__What is being asked__. Reproduce precisely the lines of the listing below, starting with the line that contains "pub struct Cli" and stopping after the line that contains "price quote (TOML)"; include nothing else.
----
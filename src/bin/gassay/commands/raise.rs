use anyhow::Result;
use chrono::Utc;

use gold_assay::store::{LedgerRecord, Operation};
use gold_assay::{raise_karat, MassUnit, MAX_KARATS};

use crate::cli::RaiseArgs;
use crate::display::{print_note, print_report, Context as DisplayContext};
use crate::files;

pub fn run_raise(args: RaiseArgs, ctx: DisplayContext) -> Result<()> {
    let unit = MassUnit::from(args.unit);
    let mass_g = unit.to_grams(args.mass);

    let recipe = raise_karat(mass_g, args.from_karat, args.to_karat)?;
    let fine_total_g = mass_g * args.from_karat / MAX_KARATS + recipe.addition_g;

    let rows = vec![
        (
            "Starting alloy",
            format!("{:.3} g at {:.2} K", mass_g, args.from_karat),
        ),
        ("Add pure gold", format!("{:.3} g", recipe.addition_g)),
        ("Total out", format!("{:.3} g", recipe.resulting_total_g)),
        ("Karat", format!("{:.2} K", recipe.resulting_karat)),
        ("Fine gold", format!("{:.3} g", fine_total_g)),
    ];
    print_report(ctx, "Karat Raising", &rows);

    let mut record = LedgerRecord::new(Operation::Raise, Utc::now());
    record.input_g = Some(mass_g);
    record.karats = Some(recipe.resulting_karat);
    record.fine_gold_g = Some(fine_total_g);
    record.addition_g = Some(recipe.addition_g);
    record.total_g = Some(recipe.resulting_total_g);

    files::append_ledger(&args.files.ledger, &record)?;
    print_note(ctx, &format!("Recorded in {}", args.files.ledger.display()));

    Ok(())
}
----
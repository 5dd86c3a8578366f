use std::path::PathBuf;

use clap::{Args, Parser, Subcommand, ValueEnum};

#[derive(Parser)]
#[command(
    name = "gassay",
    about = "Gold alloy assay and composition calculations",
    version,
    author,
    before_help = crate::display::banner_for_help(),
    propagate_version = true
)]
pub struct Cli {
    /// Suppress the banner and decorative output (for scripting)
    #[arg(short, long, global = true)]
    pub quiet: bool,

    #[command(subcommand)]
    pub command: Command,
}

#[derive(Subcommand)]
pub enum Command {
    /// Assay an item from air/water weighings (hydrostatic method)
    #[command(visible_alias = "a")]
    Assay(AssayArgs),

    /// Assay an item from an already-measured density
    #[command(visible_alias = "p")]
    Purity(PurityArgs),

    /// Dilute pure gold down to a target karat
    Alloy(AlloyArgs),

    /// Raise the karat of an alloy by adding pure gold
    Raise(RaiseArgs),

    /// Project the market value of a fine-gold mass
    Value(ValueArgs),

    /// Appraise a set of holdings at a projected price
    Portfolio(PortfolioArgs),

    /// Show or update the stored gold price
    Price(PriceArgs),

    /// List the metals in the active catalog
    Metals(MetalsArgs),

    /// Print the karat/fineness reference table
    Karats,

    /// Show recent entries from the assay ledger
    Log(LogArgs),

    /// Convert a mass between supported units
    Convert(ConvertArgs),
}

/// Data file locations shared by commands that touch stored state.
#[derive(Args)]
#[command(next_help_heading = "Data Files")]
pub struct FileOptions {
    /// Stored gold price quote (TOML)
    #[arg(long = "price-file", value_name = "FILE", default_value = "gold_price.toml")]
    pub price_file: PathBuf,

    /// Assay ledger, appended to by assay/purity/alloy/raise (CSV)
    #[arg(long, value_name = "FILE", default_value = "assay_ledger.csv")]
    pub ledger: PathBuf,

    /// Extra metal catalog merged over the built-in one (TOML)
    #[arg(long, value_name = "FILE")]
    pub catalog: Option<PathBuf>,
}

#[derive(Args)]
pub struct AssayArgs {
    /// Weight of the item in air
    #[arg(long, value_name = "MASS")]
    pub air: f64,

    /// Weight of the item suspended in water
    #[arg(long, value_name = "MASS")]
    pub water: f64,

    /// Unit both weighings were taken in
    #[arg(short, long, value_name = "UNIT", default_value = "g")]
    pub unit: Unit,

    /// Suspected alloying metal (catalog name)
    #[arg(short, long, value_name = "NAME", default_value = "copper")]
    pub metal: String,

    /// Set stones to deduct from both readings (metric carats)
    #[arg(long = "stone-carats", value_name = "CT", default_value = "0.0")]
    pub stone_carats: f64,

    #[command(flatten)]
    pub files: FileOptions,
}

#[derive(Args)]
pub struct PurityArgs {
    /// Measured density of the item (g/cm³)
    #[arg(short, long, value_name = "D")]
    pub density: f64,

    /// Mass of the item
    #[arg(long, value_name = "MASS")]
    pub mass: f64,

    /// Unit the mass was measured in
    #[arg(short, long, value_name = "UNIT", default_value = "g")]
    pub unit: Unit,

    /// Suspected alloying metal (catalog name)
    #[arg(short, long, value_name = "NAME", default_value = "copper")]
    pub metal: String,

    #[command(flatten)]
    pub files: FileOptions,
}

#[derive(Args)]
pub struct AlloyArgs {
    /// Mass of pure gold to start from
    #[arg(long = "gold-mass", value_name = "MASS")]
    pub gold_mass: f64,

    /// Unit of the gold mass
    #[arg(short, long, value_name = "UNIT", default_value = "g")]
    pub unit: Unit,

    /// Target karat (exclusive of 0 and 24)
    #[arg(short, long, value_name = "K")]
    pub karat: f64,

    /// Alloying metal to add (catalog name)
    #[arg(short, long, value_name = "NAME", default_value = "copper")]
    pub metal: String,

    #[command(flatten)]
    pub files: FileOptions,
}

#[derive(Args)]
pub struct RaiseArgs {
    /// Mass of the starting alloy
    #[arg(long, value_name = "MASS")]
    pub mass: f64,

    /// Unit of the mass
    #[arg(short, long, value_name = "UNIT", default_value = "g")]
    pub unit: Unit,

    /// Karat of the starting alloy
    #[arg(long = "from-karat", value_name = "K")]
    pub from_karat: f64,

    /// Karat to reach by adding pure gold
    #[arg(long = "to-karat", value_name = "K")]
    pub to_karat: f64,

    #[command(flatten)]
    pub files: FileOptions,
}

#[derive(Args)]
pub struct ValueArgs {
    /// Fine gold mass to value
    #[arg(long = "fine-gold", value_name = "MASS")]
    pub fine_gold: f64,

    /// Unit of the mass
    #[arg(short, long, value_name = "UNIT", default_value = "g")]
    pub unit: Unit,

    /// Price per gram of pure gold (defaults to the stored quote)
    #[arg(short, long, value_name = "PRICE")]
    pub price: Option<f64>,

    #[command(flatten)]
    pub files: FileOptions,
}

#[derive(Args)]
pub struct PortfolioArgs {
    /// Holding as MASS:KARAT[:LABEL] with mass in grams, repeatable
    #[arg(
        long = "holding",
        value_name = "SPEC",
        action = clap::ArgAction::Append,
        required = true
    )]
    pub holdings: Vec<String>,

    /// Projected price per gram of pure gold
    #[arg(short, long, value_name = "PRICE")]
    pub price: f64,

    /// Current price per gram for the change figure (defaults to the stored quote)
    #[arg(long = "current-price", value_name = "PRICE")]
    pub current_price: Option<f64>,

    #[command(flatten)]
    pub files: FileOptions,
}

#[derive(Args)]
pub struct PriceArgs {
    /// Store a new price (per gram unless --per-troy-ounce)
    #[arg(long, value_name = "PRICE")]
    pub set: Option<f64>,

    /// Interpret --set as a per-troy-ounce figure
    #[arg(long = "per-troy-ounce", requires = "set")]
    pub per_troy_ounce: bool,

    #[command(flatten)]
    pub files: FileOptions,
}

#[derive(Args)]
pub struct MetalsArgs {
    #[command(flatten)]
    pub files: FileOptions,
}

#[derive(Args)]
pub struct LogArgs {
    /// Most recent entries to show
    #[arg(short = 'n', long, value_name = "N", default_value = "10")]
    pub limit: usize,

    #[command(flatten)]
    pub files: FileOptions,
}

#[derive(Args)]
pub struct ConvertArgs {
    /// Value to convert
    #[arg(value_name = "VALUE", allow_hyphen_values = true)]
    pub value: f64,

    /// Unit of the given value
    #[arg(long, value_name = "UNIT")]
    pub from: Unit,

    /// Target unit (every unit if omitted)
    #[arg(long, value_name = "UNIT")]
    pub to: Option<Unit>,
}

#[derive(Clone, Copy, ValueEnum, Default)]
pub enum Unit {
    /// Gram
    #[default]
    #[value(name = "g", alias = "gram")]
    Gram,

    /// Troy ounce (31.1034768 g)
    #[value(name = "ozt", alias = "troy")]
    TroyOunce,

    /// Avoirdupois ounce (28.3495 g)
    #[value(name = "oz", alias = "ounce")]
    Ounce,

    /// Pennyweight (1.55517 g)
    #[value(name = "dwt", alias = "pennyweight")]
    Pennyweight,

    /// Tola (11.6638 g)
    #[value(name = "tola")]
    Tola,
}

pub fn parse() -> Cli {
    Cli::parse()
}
----
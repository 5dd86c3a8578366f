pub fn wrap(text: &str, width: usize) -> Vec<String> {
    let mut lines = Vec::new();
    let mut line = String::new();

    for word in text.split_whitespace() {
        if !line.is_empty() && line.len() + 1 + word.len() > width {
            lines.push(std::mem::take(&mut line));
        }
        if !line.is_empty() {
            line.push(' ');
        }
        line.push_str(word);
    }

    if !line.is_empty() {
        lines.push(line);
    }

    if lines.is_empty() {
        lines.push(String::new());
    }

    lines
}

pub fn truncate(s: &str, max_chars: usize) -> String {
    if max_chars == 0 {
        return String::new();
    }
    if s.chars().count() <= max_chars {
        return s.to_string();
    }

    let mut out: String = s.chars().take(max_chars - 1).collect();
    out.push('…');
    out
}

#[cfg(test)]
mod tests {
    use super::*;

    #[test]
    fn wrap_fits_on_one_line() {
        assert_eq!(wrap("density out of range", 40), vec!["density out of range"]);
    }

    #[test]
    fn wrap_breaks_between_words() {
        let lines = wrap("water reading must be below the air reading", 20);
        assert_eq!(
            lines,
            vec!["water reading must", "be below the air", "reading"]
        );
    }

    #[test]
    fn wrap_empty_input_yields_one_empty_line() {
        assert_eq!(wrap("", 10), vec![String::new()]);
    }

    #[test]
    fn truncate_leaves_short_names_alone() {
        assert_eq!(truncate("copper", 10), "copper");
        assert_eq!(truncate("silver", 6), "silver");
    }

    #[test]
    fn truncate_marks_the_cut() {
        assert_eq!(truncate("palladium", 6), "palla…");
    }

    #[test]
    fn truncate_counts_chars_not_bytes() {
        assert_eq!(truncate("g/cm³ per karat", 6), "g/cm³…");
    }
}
----
__Task solution__.
pub struct Cli {
    /// Suppress the banner and decorative output (for scripting)
    #[arg(short, long, global = true)]
    pub quiet: bool,

    #[command(subcommand)]
    pub command: Command,
}

#[derive(Subcommand)]
pub enum Command {
    /// Assay an item from air/water weighings (hydrostatic method)
    #[command(visible_alias = "a")]
    Assay(AssayArgs),

    /// Assay an item from an already-measured density
    #[command(visible_alias = "p")]
    Purity(PurityArgs),

    /// Dilute pure gold down to a target karat
    Alloy(AlloyArgs),

    /// Raise the karat of an alloy by adding pure gold
    Raise(RaiseArgs),

    /// Project the market value of a fine-gold mass
    Value(ValueArgs),

    /// Appraise a set of holdings at a projected price
    Portfolio(PortfolioArgs),

    /// Show or update the stored gold price
    Price(PriceArgs),

    /// List the metals in the active catalog
    Metals(MetalsArgs),

    /// Print the karat/fineness reference table
    Karats,

    /// Show recent entries from the assay ledger
    Log(LogArgs),

    /// Convert a mass between supported units
    Convert(ConvertArgs),
}

/// Data file locations shared by commands that touch stored state.
#[derive(Args)]
#[command(next_help_heading = "Data Files")]
pub struct FileOptions {
    /// Stored gold price quote (TOML)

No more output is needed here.